▶ Aim of the exercise
Search the entries for the word "EdgeKind". Copy each line in which it is found.

▶ Data for the task
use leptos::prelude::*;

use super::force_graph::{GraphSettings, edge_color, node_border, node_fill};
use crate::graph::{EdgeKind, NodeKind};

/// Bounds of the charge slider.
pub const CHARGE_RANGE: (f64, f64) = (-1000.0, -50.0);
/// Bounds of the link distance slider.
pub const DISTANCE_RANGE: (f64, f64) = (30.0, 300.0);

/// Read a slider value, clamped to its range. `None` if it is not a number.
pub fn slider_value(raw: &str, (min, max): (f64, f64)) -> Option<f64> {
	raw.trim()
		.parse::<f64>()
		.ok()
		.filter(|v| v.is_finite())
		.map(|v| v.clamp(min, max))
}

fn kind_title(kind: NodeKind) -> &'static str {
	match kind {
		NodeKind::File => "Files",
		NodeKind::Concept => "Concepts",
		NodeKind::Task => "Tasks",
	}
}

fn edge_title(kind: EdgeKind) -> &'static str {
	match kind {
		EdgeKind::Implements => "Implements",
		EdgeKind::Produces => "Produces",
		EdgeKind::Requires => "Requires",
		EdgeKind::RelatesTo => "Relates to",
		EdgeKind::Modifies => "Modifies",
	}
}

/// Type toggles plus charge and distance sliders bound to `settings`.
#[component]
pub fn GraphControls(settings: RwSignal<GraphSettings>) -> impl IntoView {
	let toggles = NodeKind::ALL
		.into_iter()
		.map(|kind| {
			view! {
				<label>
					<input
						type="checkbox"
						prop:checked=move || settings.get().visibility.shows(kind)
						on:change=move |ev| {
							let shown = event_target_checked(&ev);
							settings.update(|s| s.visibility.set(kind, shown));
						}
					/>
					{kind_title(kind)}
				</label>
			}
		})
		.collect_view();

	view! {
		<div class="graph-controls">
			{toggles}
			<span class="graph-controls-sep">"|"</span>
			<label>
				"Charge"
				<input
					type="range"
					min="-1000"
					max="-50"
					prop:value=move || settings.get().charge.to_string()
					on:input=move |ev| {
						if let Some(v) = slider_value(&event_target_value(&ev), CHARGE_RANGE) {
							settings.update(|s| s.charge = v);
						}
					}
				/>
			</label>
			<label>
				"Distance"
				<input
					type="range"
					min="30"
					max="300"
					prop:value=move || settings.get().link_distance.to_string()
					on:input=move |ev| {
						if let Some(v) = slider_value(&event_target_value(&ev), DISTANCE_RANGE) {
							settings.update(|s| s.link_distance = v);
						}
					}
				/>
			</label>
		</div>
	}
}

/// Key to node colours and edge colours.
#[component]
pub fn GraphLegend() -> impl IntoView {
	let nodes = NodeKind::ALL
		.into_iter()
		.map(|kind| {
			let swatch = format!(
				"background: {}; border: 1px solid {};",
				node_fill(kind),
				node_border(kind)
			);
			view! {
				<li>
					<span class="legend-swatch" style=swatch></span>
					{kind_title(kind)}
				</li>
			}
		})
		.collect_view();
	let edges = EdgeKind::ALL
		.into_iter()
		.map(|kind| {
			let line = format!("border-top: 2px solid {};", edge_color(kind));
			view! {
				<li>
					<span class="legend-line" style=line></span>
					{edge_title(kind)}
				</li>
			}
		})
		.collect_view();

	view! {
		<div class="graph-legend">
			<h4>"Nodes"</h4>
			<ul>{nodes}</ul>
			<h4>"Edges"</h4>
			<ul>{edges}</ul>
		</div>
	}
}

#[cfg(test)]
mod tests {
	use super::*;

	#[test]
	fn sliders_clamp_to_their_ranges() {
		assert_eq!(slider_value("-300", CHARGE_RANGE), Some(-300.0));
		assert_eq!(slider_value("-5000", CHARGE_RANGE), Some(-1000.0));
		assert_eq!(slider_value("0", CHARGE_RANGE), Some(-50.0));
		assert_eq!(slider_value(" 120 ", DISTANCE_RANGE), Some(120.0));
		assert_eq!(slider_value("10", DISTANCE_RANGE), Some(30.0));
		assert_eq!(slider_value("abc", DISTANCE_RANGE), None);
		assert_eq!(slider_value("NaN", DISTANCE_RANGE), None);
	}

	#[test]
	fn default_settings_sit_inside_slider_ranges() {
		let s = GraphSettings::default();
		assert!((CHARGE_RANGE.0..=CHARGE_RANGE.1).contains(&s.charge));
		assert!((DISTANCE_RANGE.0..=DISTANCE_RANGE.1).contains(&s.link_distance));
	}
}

---

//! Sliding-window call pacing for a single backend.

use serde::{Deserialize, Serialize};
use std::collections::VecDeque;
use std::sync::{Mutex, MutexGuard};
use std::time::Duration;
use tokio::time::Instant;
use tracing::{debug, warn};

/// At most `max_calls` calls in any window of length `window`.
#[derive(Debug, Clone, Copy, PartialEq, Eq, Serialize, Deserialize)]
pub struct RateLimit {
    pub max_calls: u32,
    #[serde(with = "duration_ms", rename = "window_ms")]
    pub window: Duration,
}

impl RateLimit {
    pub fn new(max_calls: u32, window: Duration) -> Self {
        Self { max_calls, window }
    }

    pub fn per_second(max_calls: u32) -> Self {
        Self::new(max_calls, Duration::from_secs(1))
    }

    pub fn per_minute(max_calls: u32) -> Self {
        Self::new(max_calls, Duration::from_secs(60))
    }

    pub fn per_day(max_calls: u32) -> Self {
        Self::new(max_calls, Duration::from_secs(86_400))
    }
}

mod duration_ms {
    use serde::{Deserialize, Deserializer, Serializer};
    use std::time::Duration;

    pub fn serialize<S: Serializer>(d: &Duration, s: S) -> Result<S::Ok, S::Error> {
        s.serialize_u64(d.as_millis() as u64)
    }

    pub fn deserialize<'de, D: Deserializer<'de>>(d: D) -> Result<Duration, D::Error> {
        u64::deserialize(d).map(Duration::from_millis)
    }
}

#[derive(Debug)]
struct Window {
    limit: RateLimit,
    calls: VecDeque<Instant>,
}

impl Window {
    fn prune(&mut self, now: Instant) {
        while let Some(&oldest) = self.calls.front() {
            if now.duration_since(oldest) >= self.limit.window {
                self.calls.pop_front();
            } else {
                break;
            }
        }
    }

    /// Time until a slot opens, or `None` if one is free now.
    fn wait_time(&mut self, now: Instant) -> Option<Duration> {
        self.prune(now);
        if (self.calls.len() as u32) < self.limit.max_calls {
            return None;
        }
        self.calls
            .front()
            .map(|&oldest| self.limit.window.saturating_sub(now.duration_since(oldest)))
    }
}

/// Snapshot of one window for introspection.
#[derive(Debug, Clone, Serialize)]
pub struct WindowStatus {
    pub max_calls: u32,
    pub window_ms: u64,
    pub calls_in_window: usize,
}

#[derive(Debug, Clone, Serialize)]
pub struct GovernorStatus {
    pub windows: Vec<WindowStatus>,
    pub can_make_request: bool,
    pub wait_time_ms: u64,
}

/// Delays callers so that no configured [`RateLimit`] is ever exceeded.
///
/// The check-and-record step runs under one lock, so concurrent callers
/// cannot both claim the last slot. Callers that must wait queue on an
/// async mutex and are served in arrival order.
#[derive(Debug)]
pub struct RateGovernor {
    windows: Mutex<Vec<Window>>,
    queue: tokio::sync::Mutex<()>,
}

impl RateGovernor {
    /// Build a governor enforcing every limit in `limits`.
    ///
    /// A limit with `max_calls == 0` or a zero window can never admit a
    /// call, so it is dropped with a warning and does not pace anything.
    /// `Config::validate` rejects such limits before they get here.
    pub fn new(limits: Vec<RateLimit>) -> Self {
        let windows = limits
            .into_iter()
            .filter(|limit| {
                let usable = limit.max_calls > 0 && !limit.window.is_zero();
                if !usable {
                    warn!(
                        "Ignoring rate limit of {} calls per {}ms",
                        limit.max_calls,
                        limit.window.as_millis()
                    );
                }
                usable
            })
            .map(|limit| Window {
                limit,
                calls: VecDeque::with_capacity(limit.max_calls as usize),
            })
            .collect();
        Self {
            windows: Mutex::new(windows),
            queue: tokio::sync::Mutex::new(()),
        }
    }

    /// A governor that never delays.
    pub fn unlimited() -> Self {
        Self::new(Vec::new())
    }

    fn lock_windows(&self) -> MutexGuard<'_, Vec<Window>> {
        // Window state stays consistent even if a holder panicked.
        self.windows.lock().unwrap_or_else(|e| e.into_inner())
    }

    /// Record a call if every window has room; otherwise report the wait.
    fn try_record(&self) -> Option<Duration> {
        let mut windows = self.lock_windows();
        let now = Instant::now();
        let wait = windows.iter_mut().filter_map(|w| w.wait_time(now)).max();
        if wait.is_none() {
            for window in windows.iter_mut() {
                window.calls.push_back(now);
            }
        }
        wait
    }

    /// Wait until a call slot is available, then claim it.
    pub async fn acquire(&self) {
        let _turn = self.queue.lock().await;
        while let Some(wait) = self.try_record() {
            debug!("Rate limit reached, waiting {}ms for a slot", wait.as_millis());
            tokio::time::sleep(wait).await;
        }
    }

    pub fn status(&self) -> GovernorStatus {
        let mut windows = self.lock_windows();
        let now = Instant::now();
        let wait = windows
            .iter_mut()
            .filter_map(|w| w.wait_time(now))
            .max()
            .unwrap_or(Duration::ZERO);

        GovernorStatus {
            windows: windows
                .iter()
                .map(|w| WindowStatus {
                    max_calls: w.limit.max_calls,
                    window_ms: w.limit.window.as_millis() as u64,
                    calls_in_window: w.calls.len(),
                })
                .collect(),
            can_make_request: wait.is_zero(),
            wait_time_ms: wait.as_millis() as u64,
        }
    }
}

▶ Exercise solution
use crate::graph::{EdgeKind, NodeKind};
fn edge_title(kind: EdgeKind) -> &'static str {
		EdgeKind::Implements => "Implements",
		EdgeKind::Produces => "Produces",
		EdgeKind::Requires => "Requires",
		EdgeKind::RelatesTo => "Relates to",
		EdgeKind::Modifies => "Modifies",
	let edges = EdgeKind::ALL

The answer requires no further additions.